On Sat, Jan 21, 2012 at 04:05:06PM +0200, Peter Ujfalusi wrote:
AFAIK we only place this constraint to 32bit samples. I have not encountered any other HW limitation. What if we just simply convert the msbit core support to apply the constraint to 32 bit samples only?
I do think we can safely drop the 8 and 16 bit entries from the array, even where there are lower accuracy devices (like basebands) I can't see anyone caring. However I think if we go and check there's also going to be some cases where 24 bit will be used due to 16-23 bit ADCs and DACs, grep turned up a few non-ASoC devices using 20 bits for example.
With the current code we are not able to apply different constraint to different sample size anyway. Locally I have added the support for this, but it looks like over engineering.
I can't think of any hardware where that would be required, as I as far as I am aware this mostly comes from devices using a fixed internal resolution independant of the audio interface format.
I have the patch(s) for both way, but I think we are better off if we support 32 samples only (simple, clean, covers 99% of use case, well as it is now it covers 100%).
The 32 bit only one is better, yes, though like I say I think will have to add in the 24 bit case again if it gets dropped.

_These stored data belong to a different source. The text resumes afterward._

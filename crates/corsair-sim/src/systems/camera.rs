//! Chase camera — trails the player at a fixed radius and height.

use glam::DVec3;
use hecs::World;
use std::f64::consts::PI;

use corsair_core::constants::{CAMERA_HEIGHT, CAMERA_OFFSET, CAMERA_TRAIL_DISTANCE};
use corsair_core::state::CameraView;

/// Place the camera behind the player's current pose, looking at the
/// boat. Returns None while the player's model is still loading.
pub fn run(world: &World) -> Option<CameraView> {
    super::player_body(world).map(|body| pose_for(body.position, body.heading))
}

/// Camera pose for a boat pose. `PI - heading` lands the camera on the
/// ray opposite the forward axis; the flat offset nudges it off-center.
pub fn pose_for(position: DVec3, heading: f64) -> CameraView {
    let behind = PI - heading;
    CameraView {
        position: DVec3::new(
            behind.cos() * CAMERA_TRAIL_DISTANCE + position.x + CAMERA_OFFSET,
            position.y + CAMERA_HEIGHT,
            behind.sin() * CAMERA_TRAIL_DISTANCE + position.z + CAMERA_OFFSET,
        ),
        look_at: position,
    }
}
//! Simulation engine for CORSAIR.
//!
//! Owns the hecs ECS world, steps it once per rendered frame,
//! and produces WorldSnapshots for the renderer.

pub mod engine;
pub mod systems;
pub mod world_setup;

pub use corsair_core as core;
pub use engine::SimulationEngine;
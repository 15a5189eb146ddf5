//! Game loop thread — runs the simulation engine at display rate.
//!
//! The engine, the loader bridge, and the scene mirror all live inside
//! this thread because it's cleaner for ownership. Commands arrive via
//! `mpsc` channel; the latest snapshot is stored in shared state for
//! synchronous polling.

use std::sync::mpsc;
use std::sync::Mutex;
use std::thread::JoinHandle;
use std::time::{Duration, Instant};

use glam::DVec3;

use corsair_core::constants::REFRESH_RATE;
use corsair_core::events::AlertLevel;
use corsair_core::state::WorldSnapshot;
use corsair_sim::engine::{SimConfig, SimulationEngine};

use crate::loader;
use crate::renderer::SceneMirror;
use crate::state::{GameLoopCommand, SharedSnapshot};

/// Nominal duration of one frame.
pub const FRAME_DURATION: Duration = Duration::from_nanos(1_000_000_000 / REFRESH_RATE as u64);

/// What a session looked like when the loop shut down.
#[derive(Debug, Clone, Default)]
pub struct SessionReport {
    pub frames: u64,
    pub treasures_collected: u32,
    pub treasures_total: u32,
    /// Visual nodes alive in the mirrored scene.
    pub live_nodes: usize,
    pub final_position: Option<DVec3>,
}

/// Spawn the game loop in a new thread.
///
/// Returns the command sender and the join handle that yields the
/// session report on shutdown.
pub fn spawn_game_loop(
    config: SimConfig,
    latest_snapshot: SharedSnapshot,
) -> (mpsc::Sender<GameLoopCommand>, JoinHandle<SessionReport>) {
    let (cmd_tx, cmd_rx) = mpsc::channel::<GameLoopCommand>();

    let handle = std::thread::Builder::new()
        .name("corsair-game-loop".into())
        .spawn(move || run_game_loop(config, cmd_rx, &latest_snapshot))
        .expect("Failed to spawn game loop thread");

    (cmd_tx, handle)
}

/// The game loop. Runs until Shutdown command or channel disconnect.
fn run_game_loop(
    config: SimConfig,
    cmd_rx: mpsc::Receiver<GameLoopCommand>,
    latest_snapshot: &Mutex<Option<WorldSnapshot>>,
) -> SessionReport {
    let mut engine = SimulationEngine::new(config);
    let (request_tx, completion_rx) = loader::spawn_loader();
    let mut mirror = SceneMirror::new();
    let mut report = SessionReport::default();
    let mut next_frame_time = Instant::now();

    loop {
        // 1. Drain all pending commands
        loop {
            match cmd_rx.try_recv() {
                Ok(GameLoopCommand::Input(event)) => engine.queue_input(event),
                Ok(GameLoopCommand::Shutdown) => return report,
                Err(mpsc::TryRecvError::Empty) => break,
                Err(mpsc::TryRecvError::Disconnected) => return report,
            }
        }

        // 2. Bridge the loader: requests out, completions in
        for request in engine.take_load_requests() {
            let _ = request_tx.send(request);
        }
        while let Ok(completion) = completion_rx.try_recv() {
            engine.queue_load_completion(completion);
        }

        // 3. Advance one frame
        let snapshot = engine.frame();

        // 4. Surface alerts on the host log
        for alert in &snapshot.alerts {
            match alert.level {
                AlertLevel::Info => log::info!("{}", alert.message),
                AlertLevel::Warning => log::warn!("{}", alert.message),
            }
        }

        // 5. Mirror the scene and refresh the report
        mirror.apply(&snapshot);
        report.frames = snapshot.time.frame;
        report.treasures_collected = snapshot.score.treasures_collected;
        report.treasures_total = snapshot.score.treasures_total;
        report.live_nodes = mirror.len();
        if let Some(player) = &snapshot.player {
            report.final_position = Some(player.position);
        }

        // 6. Store the latest snapshot for polling
        if let Ok(mut lock) = latest_snapshot.lock() {
            *lock = Some(snapshot);
        }

        // 7. Sleep until the next frame boundary
        next_frame_time += FRAME_DURATION;
        let now = Instant::now();
        if next_frame_time > now {
            std::thread::sleep(next_frame_time - now);
        } else if now - next_frame_time > FRAME_DURATION * 2 {
            // Too far behind; reset to avoid a catch-up spiral
            next_frame_time = now;
        }
    }
}

#[cfg(test)]
mod tests {
    use super::*;
    use corsair_core::input::InputEvent;
    use corsair_core::loading::{LoadCompletion, LoadOutcome};
    use std::sync::Arc;

    fn ready_engine(config: SimConfig) -> SimulationEngine {
        let mut engine = SimulationEngine::new(config);
        for request in engine.take_load_requests() {
            engine.queue_load_completion(LoadCompletion {
                node: request.node,
                outcome: LoadOutcome::Loaded,
            });
        }
        engine
    }

    #[test]
    fn test_command_channel_round_trip() {
        let (tx, rx) = mpsc::channel::<GameLoopCommand>();

        tx.send(GameLoopCommand::Input(InputEvent::KeyDown {
            key: "w".to_string(),
        }))
        .unwrap();
        tx.send(GameLoopCommand::Shutdown).unwrap();

        let mut commands = Vec::new();
        while let Ok(command) = rx.try_recv() {
            commands.push(command);
        }

        assert_eq!(commands.len(), 2);
        assert!(matches!(
            &commands[0],
            GameLoopCommand::Input(InputEvent::KeyDown { key }) if key == "w"
        ));
        assert!(matches!(commands[1], GameLoopCommand::Shutdown));
    }

    #[test]
    fn test_frame_duration_constant() {
        // 60Hz = 16.666ms per frame
        let expected_nanos = 1_000_000_000u64 / 60;
        assert_eq!(FRAME_DURATION.as_nanos(), expected_nanos as u128);
    }

    #[test]
    fn test_snapshot_serialization_under_3ms() {
        let mut engine = ready_engine(SimConfig::default());

        // First frame floods scene events; measure a steady-state frame.
        engine.frame();
        for _ in 0..50 {
            engine.frame();
        }

        let snapshot = engine.frame();
        let start = Instant::now();
        let json = serde_json::to_string(&snapshot).unwrap();
        let elapsed = start.elapsed();

        assert!(
            elapsed < Duration::from_millis(3),
            "Snapshot serialization took {:?}, should be <3ms",
            elapsed
        );
        assert!(!json.is_empty());
    }

    #[test]
    fn test_loop_runs_and_reports() {
        let latest: SharedSnapshot = Arc::default();
        let (tx, handle) = spawn_game_loop(
            SimConfig {
                seed: 42,
                pirates: 2,
                treasures: 20,
            },
            Arc::clone(&latest),
        );

        // Give the loop time to bridge the loader and run some frames.
        std::thread::sleep(Duration::from_millis(300));
        tx.send(GameLoopCommand::Shutdown).unwrap();
        let report = handle.join().unwrap();

        assert!(report.frames >= 5, "Loop should have run frames");
        assert_eq!(report.treasures_total, 20);
        assert_eq!(
            report.live_nodes,
            23 - report.treasures_collected as usize,
            "1 player + 2 pirates + 20 treasures, less any early pickups"
        );

        let lock = latest.lock().unwrap();
        let snapshot = lock.as_ref().expect("latest snapshot should be stored");
        assert!(snapshot.player.is_some(), "Player loads within the run");
    }
}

We've got real CPU consumption problems in ASoC - the DAPM algorithm is
And things aren't getting any simpler. For sure we need to do something about this.
Yeah, I will probably actually do something about the stream start/stop soon as it's inconvenient for the CODEC<>CODEC link stuff.
We'll all get *much* more benefit from working on improvements of things like that (and on the memory consumption which isn't great either and probably manages to burn measurable CPU cycles due to cache misses) than we ever will from anything we do with this code.
You know Mark, I'm an engineer. It bothers me. It bothers me more since I _know_ it is there. I just can not help myself...
One way or another I've always done a lot of work on old code and code I'm not familiar with and obviously recently I've been doing a lot of review as well so I do tend to value maintainability really highly, if only from a "do unto others" point of view.